A recent investigation by the Bee lays out where the money went and why the results were so limited. The findings deserve close attention from residents who wonder how so much public investment produces so little improvement.
The Bee’s reporting shows local strategy centered on building and operating shelters—large sites, tiny home villages, motel conversions and sanctioned camping areas. These projects consume enormous financial and administrative resources.

Many are delayed for years, over budget or far smaller in scope than first announced. Some stay in planning stages long after funding is approved. Meantime, the number of people who live outdoors grows faster than shelters can handle.
One example is the county’s newest shelter, under construction in North Highlands with a projected cost of roughly $64 million. When completed, the facility is expected to serve about 275 people.
Even at full capacity, the site addresses just a fraction of the homeless population. The Bee investigation highlights similar patterns. Expensive projects that take years to develop and offer too few beds to make a meaningful dent.
This isn’t a criticism of people who work inside shelters or the responsible nonprofit partners who take on tough assignments. The problem is structural.
Sacramento focuses on providing interim shelter. Long-term solutions lag far behind.
Shelters can stabilize people for short periods, but don’t end homelessness. Without permanent housing and supportive services available in sufficient numbers, shelters become gridlocked. People enter but can’t exit, reducing turnover and leaving thousands outside with nowhere to go.
The Bee’s review of public records shows Sacramento lacks consistent, reliable data to measure how many people transition from shelters to stable housing. City and county officials acknowledge the gap. Without tracking outcomes, it becomes impossible to know whether the system succeeds or fails.
Other cities made progress by measuring success based on housing placements and reductions in time spent homeless. Sacramento can’t improve without adopting similar standards.
State programs such as Project Roomkey and Homekey illustrate the problem. These initiatives placed people in motels during the pandemic. In some cases, they converted entire properties into long-term housing.
While beneficial in the moment, the vast majority of Roomkey participants didn’t move into permanent homes. The pattern repeats locally: temporary relief without lasting results, because permanent units are in short supply and difficult to build.
The financial picture is equally troubling. Costs for shelters often reach hundreds of thousands of dollars per bed. Running the sites adds tens of thousands more.
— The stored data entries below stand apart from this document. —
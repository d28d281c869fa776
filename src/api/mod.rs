use crate::{
    api::{handlers::health, transport::TransportPolicy},
    gate::{self, Gate},
};
use anyhow::{Context, Result};
use axum::{
    body::Body,
    http::{HeaderName, HeaderValue, Request},
    middleware,
    routing::get,
    Extension, Router,
};
use std::sync::Arc;
use tokio::{net::TcpListener, signal};
use tower::ServiceBuilder;
use tower_http::{
    request_id::PropagateRequestIdLayer, set_header::SetRequestHeaderLayer, trace::TraceLayer,
};
use tracing::{debug_span, error, info, Span};
use ulid::Ulid;

pub mod backend;
pub(crate) mod handlers;
pub mod transport;

pub use self::backend::Backend;

const X_REQUEST_ID: &str = "x-request-id";

/// Build the application: `/health` in the clear, everything else through the gate.
#[must_use]
pub fn router(gate: Arc<Gate>, backend: Backend, policy: TransportPolicy) -> Router {
    let protected = backend
        .router()
        .layer(middleware::from_fn_with_state(gate.clone(), gate::protect));

    Router::new()
        .route("/health", get(health).options(health))
        .layer(Extension(gate))
        .merge(protected)
        .layer(
            ServiceBuilder::new()
                .layer(SetRequestHeaderLayer::if_not_present(
                    HeaderName::from_static(X_REQUEST_ID),
                    |_req: &_| HeaderValue::from_str(Ulid::new().to_string().as_str()).ok(),
                ))
                .layer(PropagateRequestIdLayer::new(HeaderName::from_static(
                    X_REQUEST_ID,
                )))
                .layer(TraceLayer::new_for_http().make_span_with(make_span))
                .layer(middleware::from_fn_with_state(policy, transport::mark)),
        )
}

/// Serve until Ctrl-C or SIGTERM.
/// # Errors
/// Returns an error if the listener cannot bind or the server fails
pub async fn new(port: u16, gate: Gate, backend: Backend, policy: TransportPolicy) -> Result<()> {
    let app = router(Arc::new(gate), backend, policy);

    let listener = TcpListener::bind(format!("::0:{port}"))
        .await
        .with_context(|| format!("Failed to bind port {port}"))?;

    info!("Listening on [::]:{}", port);

    axum::serve(listener, app.into_make_service())
        .with_graceful_shutdown(shutdown_signal())
        .await?;

    Ok(())
}

// span
fn make_span(request: &Request<Body>) -> Span {
    let path = request.uri().path();
    let method = request.method().as_str();
    let request_id = request
        .headers()
        .get(X_REQUEST_ID)
        .and_then(|val| val.to_str().ok())
        .unwrap_or("none");

    // Headers are left out: they carry the session cookie.
    debug_span!("http-request", method, path, request_id)
}

async fn shutdown_signal() {
    let ctrl_c = async {
        if let Err(err) = signal::ctrl_c().await {
            error!("Failed to listen for Ctrl-C: {err}");
            std::future::pending::<()>().await;
        }
    };

    #[cfg(unix)]
    let terminate = async {
        match signal::unix::signal(signal::unix::SignalKind::terminate()) {
            Ok(mut stream) => {
                stream.recv().await;
            }
            Err(err) => {
                error!("Failed to listen for SIGTERM: {err}");
                std::future::pending::<()>().await;
            }
        }
    };

    #[cfg(not(unix))]
    let terminate = std::future::pending::<()>();

    tokio::select! {
        () = ctrl_c => {},
        () = terminate => {},
    }

    info!("Gracefully shutdown");
}
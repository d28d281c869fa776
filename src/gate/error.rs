use std::path::PathBuf;
use thiserror::Error;

/// Construction-time failures. Per-request conditions never surface as errors.
#[derive(Debug, Error)]
pub enum GateError {
    #[error("password must not be empty")]
    EmptyPassword,
    #[error("error reading login HTML file from {}: {source}", path.display())]
    ReadTemplate {
        path: PathBuf,
        #[source]
        source: std::io::Error,
    },
    #[error("error parsing login template {}: {source}", path.display())]
    ParseTemplate {
        path: PathBuf,
        #[source]
        source: TemplateError,
    },
}

#[derive(Debug, Clone, PartialEq, Eq, Error)]
pub enum TemplateError {
    #[error("template is not valid UTF-8")]
    Encoding,
    #[error("unclosed action starting at byte {0}")]
    UnclosedAction(usize),
    #[error("empty action at byte {0}")]
    EmptyAction(usize),
    #[error("unknown field {0:?}, expected .Title or .Message")]
    UnknownField(String),
    #[error("unsupported action {0:?}")]
    UnsupportedAction(String),
    #[error("unexpected {{{{{0}}}}} without matching {{{{if}}}}")]
    Unexpected(&'static str),
    #[error("{{{{if}}}} is missing its {{{{end}}}}")]
    UnclosedIf,
}
pub mod backend;
pub mod gate;
pub mod logging;

use clap::{
    builder::styling::{AnsiColor, Effects, Styles},
    Arg, ColorChoice, Command,
};

pub const ARG_PORT: &str = "port";

#[must_use]
pub fn new() -> Command {
    let styles = Styles::styled()
        .header(AnsiColor::Yellow.on_default() | Effects::BOLD)
        .usage(AnsiColor::Green.on_default() | Effects::BOLD)
        .literal(AnsiColor::Blue.on_default() | Effects::BOLD)
        .placeholder(AnsiColor::Green.on_default());

    let long_version: &'static str = Box::leak(
        format!("{} - {}", env!("CARGO_PKG_VERSION"), crate::GIT_COMMIT_HASH).into_boxed_str(),
    );

    let command = Command::new("passgate")
        .about(env!("CARGO_PKG_DESCRIPTION"))
        .version(env!("CARGO_PKG_VERSION"))
        .long_version(long_version)
        .color(ColorChoice::Auto)
        .styles(styles)
        .arg(
            Arg::new(ARG_PORT)
                .short('p')
                .long(ARG_PORT)
                .help("Port to listen on")
                .default_value("8080")
                .env("PASSGATE_PORT")
                .value_parser(clap::value_parser!(u16)),
        );

    let command = gate::with_args(command);
    let command = backend::with_args(command);
    logging::with_args(command)
}
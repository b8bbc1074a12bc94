//! # Logo Reference Validation
//!
//! `logoURI` is a union: either a non-empty well-formed URL, or a
//! non-empty base64 payload (standard alphabet, canonical padding). An
//! entry whose logo reference is neither fails validation.

use base64::engine::general_purpose::STANDARD;
use base64::Engine;
use url::Url;

/// Returns true when `s` is an acceptable logo reference.
pub fn is_logo_uri(s: &str) -> bool {
    if s.is_empty() {
        return false;
    }
    Url::parse(s).is_ok() || STANDARD.decode(s).is_ok()
}

#[cfg(test)]
mod tests {
    use super::*;

    #[test]
    fn accepts_https_url() {
        assert!(is_logo_uri("https://example.com/a.png"));
    }

    #[test]
    fn accepts_other_schemes() {
        assert!(is_logo_uri("ipfs://QmHash/logo.png"));
    }

    #[test]
    fn accepts_base64_payload() {
        assert!(is_logo_uri("aGVsbG8gd29ybGQ="));
        assert!(is_logo_uri("iVBORw0KGgo="));
    }

    #[test]
    fn rejects_empty() {
        assert!(!is_logo_uri(""));
    }

    #[test]
    fn rejects_plain_text() {
        // Not a URL; '!' and spaces are outside the base64 alphabet.
        assert!(!is_logo_uri("just some text!"));
    }

    #[test]
    fn rejects_bad_padding() {
        assert!(!is_logo_uri("aGVsbG8gd29ybGQ"));
    }
}
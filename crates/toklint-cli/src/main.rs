//! # toklint CLI Entry Point
//!
//! Parses arguments, initializes tracing, runs the repository check,
//! and owns the process exit policy: 0 on full success, 1 on the first
//! failure, with the diagnostic on stderr.

use std::path::PathBuf;

use clap::Parser;

/// Token-metadata repository validator.
///
/// Walks the repository tree, finds every ERC-20 `index.json` token
/// list, and validates each entry against a strict schema. Intended as
/// a pre-commit/CI gate for token-metadata data repositories.
#[derive(Parser, Debug)]
#[command(name = "toklint", version, about)]
struct Cli {
    /// Repository root to validate.
    #[arg(default_value = ".")]
    root: PathBuf,
}

fn main() -> anyhow::Result<()> {
    tracing_subscriber::fmt()
        .with_env_filter(tracing_subscriber::EnvFilter::from_default_env())
        .with_writer(std::io::stderr)
        .init();

    let cli = Cli::parse();
    toklint_schema::run_check(&cli.root)?;
    Ok(())
}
These are statewide trends, but Sacramento’s experiences mirror the worst of them. When interim shelters cost as much as permanent units and require ongoing operational funding, taxpayers are stuck with a system that’s expensive and ineffective.
Meanwhile, the number of people experiencing homelessness continues to outpace available solutions. Delays caused by zoning, neighborhood objections, environmental reviews and construction slowdowns mean projects take years to open.
By the time a shelter is operational, the homeless population has grown, sometimes dramatically. The city chases a moving target, spending millions without closing the gap.
The Bee investigation makes clear the city must rethink its approach. Continuing to pour millions into shelters without a parallel investment in permanent, supportive housing will only prolong the crisis and leave municipal budgets poorer without achieving the lasting results residents expect and deserve.